= Beginning of Section =

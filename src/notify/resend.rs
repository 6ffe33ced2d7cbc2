use async_trait::async_trait;
use reqwest::Client;
use serde::{Deserialize, Serialize};

use super::{EmailError, EmailSender, OutgoingEmail, SentEmail};

/// Resend transactional email API
pub struct ResendSender {
    client: Client,
    api_base: String,
    api_key: String,
}

impl ResendSender {
    pub fn new(client: Client, api_base: String, api_key: String) -> Self {
        Self {
            client,
            api_base: api_base.trim_end_matches('/').to_string(),
            api_key,
        }
    }
}

#[derive(Serialize)]
struct SendBody<'a> {
    from: &'a str,
    to: [&'a str; 1],
    subject: &'a str,
    html: &'a str,
    #[serde(skip_serializing_if = "Option::is_none")]
    reply_to: Option<&'a str>,
}

#[derive(Deserialize)]
struct SendResponse {
    id: String,
}

#[derive(Deserialize, Default)]
#[serde(default)]
struct ErrorResponse {
    name: String,
    message: String,
}

#[async_trait]
impl EmailSender for ResendSender {
    async fn send(&self, email: &OutgoingEmail) -> Result<SentEmail, EmailError> {
        let body = SendBody {
            from: &email.from,
            to: [email.to.as_str()],
            subject: &email.subject,
            html: &email.html,
            reply_to: email.reply_to.as_deref(),
        };

        let response = self
            .client
            .post(format!("{}/emails", self.api_base))
            .bearer_auth(&self.api_key)
            .json(&body)
            .send()
            .await?;

        let status = response.status();
        if !status.is_success() {
            let text = response.text().await.unwrap_or_default();
            return Err(provider_error(status.as_u16(), &text));
        }

        let sent: SendResponse = response.json().await?;
        Ok(SentEmail { id: sent.id })
    }
}

fn provider_error(status: u16, body: &str) -> EmailError {
    let parsed: ErrorResponse = serde_json::from_str(body).unwrap_or_default();
    EmailError::Provider {
        status,
        name: parsed.name,
        message: if parsed.message.is_empty() {
            body.to_string()
        } else {
            parsed.message
        },
    }
}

= End of Section =

=== Work instructions ===
Reproduce exactly the line containing "let parsed: ErrorResponse" and all lines after it through the end of the listing above; leave out every earlier line.

=== Solution for this problem ===
    let parsed: ErrorResponse = serde_json::from_str(body).unwrap_or_default();
    EmailError::Provider {
        status,
        name: parsed.name,
        message: if parsed.message.is_empty() {
            body.to_string()
        } else {
            parsed.message
        },
    }
}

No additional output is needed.